Published On: Mon, Jul 25th, 2022

Pope Francis apologizes for ‘devastating’ school abuses in Canada


MASKWACIS, Alberta — Pope Francis has apologized for the Catholic Church’s cooperation with Canada’s “devastating” policy of Indigenous residential schools, saying the forced assimilation of Native peoples into Christian society destroyed their cultures, severed their families and marginalized generations in ways still being felt today.

“I humbly beg forgiveness for the evil committed by so many Christians against the Indigenous peoples,” Francis said near the site of the former Ermineskin Indian Residential School, now largely torn down, on lands of four Cree nations south of Edmonton, Alberta.

The long-awaited apology opened Francis’ weeklong “penitential pilgrimage” to Canada, which is meant to help the church on its path of reconciliation with Indigenous peoples and help victims heal.

Francis’ words on Monday went beyond his earlier apology for the “deplorable” acts of missionaries and instead took responsibility for the church’s institutional cooperation with the “catastrophic” assimilation policy, which Canada’s Truth and Reconciliation Commission has said amounted to a “cultural genocide.”

The Canadian government has admitted that physical and sexual abuse were rampant in the state-funded Christian schools that operated from the 19th century to the 1970s. Some 150,000 Indigenous children were taken from their families and forced to attend in an effort to isolate them from the influence of their homes, Native languages and cultures and assimilate them into Canada’s Christian society.

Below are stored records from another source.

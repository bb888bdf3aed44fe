//! Weather-driven renewable energy simulator for a campus microgrid.
//!
//! Each tick synthesizes (or accepts) a weather sample, predicts solar, wind,
//! and load efficiency from it, recommends a battery action, and integrates
//! the result into an [`sim::types::EnergyRecord`].

#[cfg(feature = "api")]
pub mod api;
pub mod config;
pub mod devices;
pub mod error;
pub mod io;
pub mod math;
/// Efficiency prediction and battery advice.
pub mod predict;
pub mod sensors;
/// Simulation engine, clock, integrator, and run summary.
pub mod sim;
pub mod telemetry;
pub mod weather;
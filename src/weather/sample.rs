//! Weather sample types produced by the synthesizer or an external feed.

use std::fmt;

use serde::{Deserialize, Serialize};

use super::synth::is_daylight;
use crate::error::EngineError;
use crate::math::round_dp;

/// Sky condition category.
#[derive(Debug, Clone, Copy, PartialEq, Eq, Serialize, Deserialize)]
#[serde(rename_all = "snake_case")]
pub enum WeatherCondition {
    Sunny,
    PartlyCloudy,
    Cloudy,
    Dusty,
    Rainy,
    ClearNight,
}

impl WeatherCondition {
    /// Wire name of the condition, e.g. `"partly_cloudy"`.
    pub fn as_str(self) -> &'static str {
        match self {
            WeatherCondition::Sunny => "sunny",
            WeatherCondition::PartlyCloudy => "partly_cloudy",
            WeatherCondition::Cloudy => "cloudy",
            WeatherCondition::Dusty => "dusty",
            WeatherCondition::Rainy => "rainy",
            WeatherCondition::ClearNight => "clear_night",
        }
    }

    /// Fraction of the clear-sky UV index that reaches the ground.
    pub fn uv_factor(self) -> f32 {
        match self {
            WeatherCondition::Sunny => 1.0,
            WeatherCondition::PartlyCloudy => 0.7,
            WeatherCondition::Cloudy => 0.4,
            WeatherCondition::Dusty => 0.6,
            WeatherCondition::Rainy => 0.3,
            WeatherCondition::ClearNight => 0.0,
        }
    }
}

impl fmt::Display for WeatherCondition {
    fn fmt(&self, f: &mut fmt::Formatter<'_>) -> fmt::Result {
        f.write_str(self.as_str())
    }
}

/// Reduced sample used for forecast horizons.
#[derive(Debug, Clone, Copy, PartialEq, Serialize, Deserialize)]
#[serde(rename_all = "camelCase")]
pub struct ForecastSample {
    pub condition: WeatherCondition,
    /// Air temperature (°C).
    pub temperature: f32,
    /// Wind speed (m/s).
    pub wind_speed: f32,
    /// Cloud cover (%).
    pub cloud_cover: f32,
}

impl ForecastSample {
    fn settled_at(self, hour: u32) -> Self {
        Self {
            condition: night_aware(self.condition, hour),
            temperature: round_dp(self.temperature, 1),
            wind_speed: round_dp(self.wind_speed, 1),
            cloud_cover: round_dp(self.cloud_cover, 1),
        }
    }
}

/// Forecasts at the three fixed horizons.
#[derive(Debug, Clone, Copy, PartialEq, Serialize, Deserialize)]
pub struct Forecast {
    pub next1h: ForecastSample,
    pub next6h: ForecastSample,
    pub next24h: ForecastSample,
}

impl Forecast {
    /// The three horizons in ascending order.
    pub fn horizons(&self) -> [&ForecastSample; 3] {
        [&self.next1h, &self.next6h, &self.next24h]
    }
}

/// Full weather observation for one tick.
///
/// `forecast` is not optional: every sample carries all three horizons.
#[derive(Debug, Clone, Copy, PartialEq, Serialize, Deserialize)]
#[serde(rename_all = "camelCase")]
pub struct WeatherSample {
    pub condition: WeatherCondition,
    /// Air temperature (°C).
    pub temperature: f32,
    /// Relative humidity (%).
    pub humidity: f32,
    /// Wind speed (m/s).
    pub wind_speed: f32,
    /// Cloud cover (%), 0-100.
    pub cloud_cover: f32,
    /// UV index, 0-11.
    pub uv_index: f32,
    /// Horizontal visibility (km).
    pub visibility: f32,
    pub forecast: Forecast,
}

impl WeatherSample {
    /// Checks that every field is finite and within its physical range.
    ///
    /// # Errors
    ///
    /// Returns [`EngineError::InvalidWeather`] naming the first bad field.
    pub fn validate(&self) -> Result<(), EngineError> {
        check("temperature", self.temperature, -60.0, 70.0)?;
        check("humidity", self.humidity, 0.0, 100.0)?;
        check("windSpeed", self.wind_speed, 0.0, 80.0)?;
        check("cloudCover", self.cloud_cover, 0.0, 100.0)?;
        check("uvIndex", self.uv_index, 0.0, 11.0)?;
        check("visibility", self.visibility, 0.0, 100.0)?;
        for (name, f) in ["next1h", "next6h", "next24h"]
            .into_iter()
            .zip(self.forecast.horizons())
        {
            check_forecast(name, f)?;
        }
        Ok(())
    }

    /// Applies the sample invariants for a tick at `hour`.
    ///
    /// Conditions outside daylight become [`WeatherCondition::ClearNight`],
    /// each forecast horizon judged at its own shifted hour, and every
    /// numeric field is rounded to one decimal.
    pub fn settled_at(self, hour: u32) -> Self {
        let [h1, h6, h24] = [1, 6, 24].map(|ahead| (hour + ahead) % 24);
        Self {
            condition: night_aware(self.condition, hour),
            temperature: round_dp(self.temperature, 1),
            humidity: round_dp(self.humidity, 1),
            wind_speed: round_dp(self.wind_speed, 1),
            cloud_cover: round_dp(self.cloud_cover, 1),
            uv_index: round_dp(self.uv_index, 1),
            visibility: round_dp(self.visibility, 1),
            forecast: Forecast {
                next1h: self.forecast.next1h.settled_at(h1),
                next6h: self.forecast.next6h.settled_at(h6),
                next24h: self.forecast.next24h.settled_at(h24),
            },
        }
    }

    /// Safe sample used when nothing better is available: a sunny 30 °C day.
    pub fn fallback() -> Self {
        let reduced = ForecastSample {
            condition: WeatherCondition::Sunny,
            temperature: 30.0,
            wind_speed: 5.0,
            cloud_cover: 20.0,
        };
        Self {
            condition: WeatherCondition::Sunny,
            temperature: 30.0,
            humidity: 40.0,
            wind_speed: 5.0,
            cloud_cover: 20.0,
            uv_index: 6.0,
            visibility: 10.0,
            forecast: Forecast {
                next1h: reduced,
                next6h: reduced,
                next24h: reduced,
            },
        }
    }
}

fn night_aware(condition: WeatherCondition, hour: u32) -> WeatherCondition {
    if is_daylight(hour) {
        condition
    } else {
        WeatherCondition::ClearNight
    }
}

fn check(field: &str, value: f32, min: f32, max: f32) -> Result<(), EngineError> {
    if !value.is_finite() || value < min || value > max {
        return Err(EngineError::InvalidWeather(format!(
            "{field}={value} outside [{min}, {max}]"
        )));
    }
    Ok(())
}

fn check_forecast(horizon: &str, f: &ForecastSample) -> Result<(), EngineError> {
    check(&format!("{horizon}.temperature"), f.temperature, -60.0, 70.0)?;
    check(&format!("{horizon}.windSpeed"), f.wind_speed, 0.0, 80.0)?;
    check(&format!("{horizon}.cloudCover"), f.cloud_cover, 0.0, 100.0)
}

#[cfg(test)]
mod tests {
    use super::*;

    #[test]
    fn fallback_is_valid() {
        assert!(WeatherSample::fallback().validate().is_ok());
    }

    #[test]
    fn validate_rejects_nan_cloud_cover() {
        let mut s = WeatherSample::fallback();
        s.cloud_cover = f32::NAN;
        let err = s.validate().unwrap_err();
        assert!(err.to_string().contains("cloudCover"));
    }

    #[test]
    fn validate_rejects_bad_forecast_horizon() {
        let mut s = WeatherSample::fallback();
        s.forecast.next24h.cloud_cover = 140.0;
        let err = s.validate().unwrap_err();
        assert!(err.to_string().contains("next24h.cloudCover"));
    }

    #[test]
    fn serializes_with_camel_case_keys() {
        let json = serde_json::to_value(WeatherSample::fallback()).unwrap();
        assert_eq!(json["condition"], "sunny");
        assert!(json.get("windSpeed").is_some());
        assert!(json["forecast"]["next6h"].get("cloudCover").is_some());
    }

    #[test]
    fn missing_forecast_does_not_deserialize() {
        let json = r#"{"condition":"sunny","temperature":30.0,"humidity":40.0,
            "windSpeed":5.0,"cloudCover":20.0,"uvIndex":6.0,"visibility":10.0}"#;
        assert!(serde_json::from_str::<WeatherSample>(json).is_err());
    }

    #[test]
    fn settling_at_night_clears_sky_and_rounds() {
        let mut s = WeatherSample::fallback();
        s.temperature = 30.123;
        s.forecast.next6h.wind_speed = 4.46;
        let settled = s.settled_at(0);
        assert_eq!(settled.condition, WeatherCondition::ClearNight);
        assert_eq!(settled.temperature, 30.1);
        assert_eq!(settled.forecast.next6h.wind_speed, 4.5);
        // 01:00 and 00:00 are night, 06:00 is daylight
        assert_eq!(settled.forecast.next1h.condition, WeatherCondition::ClearNight);
        assert_eq!(settled.forecast.next6h.condition, WeatherCondition::Sunny);
        assert_eq!(settled.forecast.next24h.condition, WeatherCondition::ClearNight);
    }

    #[test]
    fn settling_in_daylight_keeps_condition() {
        let s = WeatherSample::fallback();
        assert_eq!(s.settled_at(12), s);
    }

    #[test]
    fn condition_names() {
        assert_eq!(WeatherCondition::PartlyCloudy.to_string(), "partly_cloudy");
        assert_eq!(WeatherCondition::ClearNight.as_str(), "clear_night");
    }
}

Francis’ six-day trip — which will also include other sites in Alberta, Quebec City and Iqaluit, Nunavut, in the far north — follows meetings he held in the spring at the Vatican with delegations from the First Nations, Metis and Inuit. Those meetings culminated with a historic April 1 apology for the “deplorable” abuses committed by some Catholic missionaries in residential schools.

Thousands of children died from disease, fire and other causes. The discoveries of hundreds of potential burial sites at former schools in the past year has drawn international attention to the legacy of the schools in Canada and their counterparts in the United States.

Graves at the Ermineskin Cemetery near the site of the Ermineskin Residential School
Graves at the Ermineskin Cemetery near the site of the Ermineskin Residential School in Maskwacis, Alberta, on Saturday.Patrick T. Fallon / AFP via Getty Images

Francis is now following through on a commitment to make that apology on Canadian soil.

Catholics operated a majority of the Canadian schools, while various Protestant denominations operated others in cooperation with the government.

In Maskwacis, the former school where Francis visited has been replaced with a school system operated by the four local Cree nations. The curriculum affirms the Indigenous culture that was once suppressed.

Chief Greg Desjarlais of the Frog Lake First Nation in northern Alberta, a school survivor, said after the pope’s arrival Sunday that there are “mixed emotions across this country” over his visit.

“I think today of the young people that didn’t make it home and are buried around residential schools,” he told a news conference after the airport welcome ceremony. But he expressed optimism that the visit can begin to bring reconciliation.

“I do know when two people have apologized we feel better,” he said. “But our people have been through a lot. … Our people have been traumatized. Some of them didn’t make it home. Now I hope the world will see why our people are so hurt.”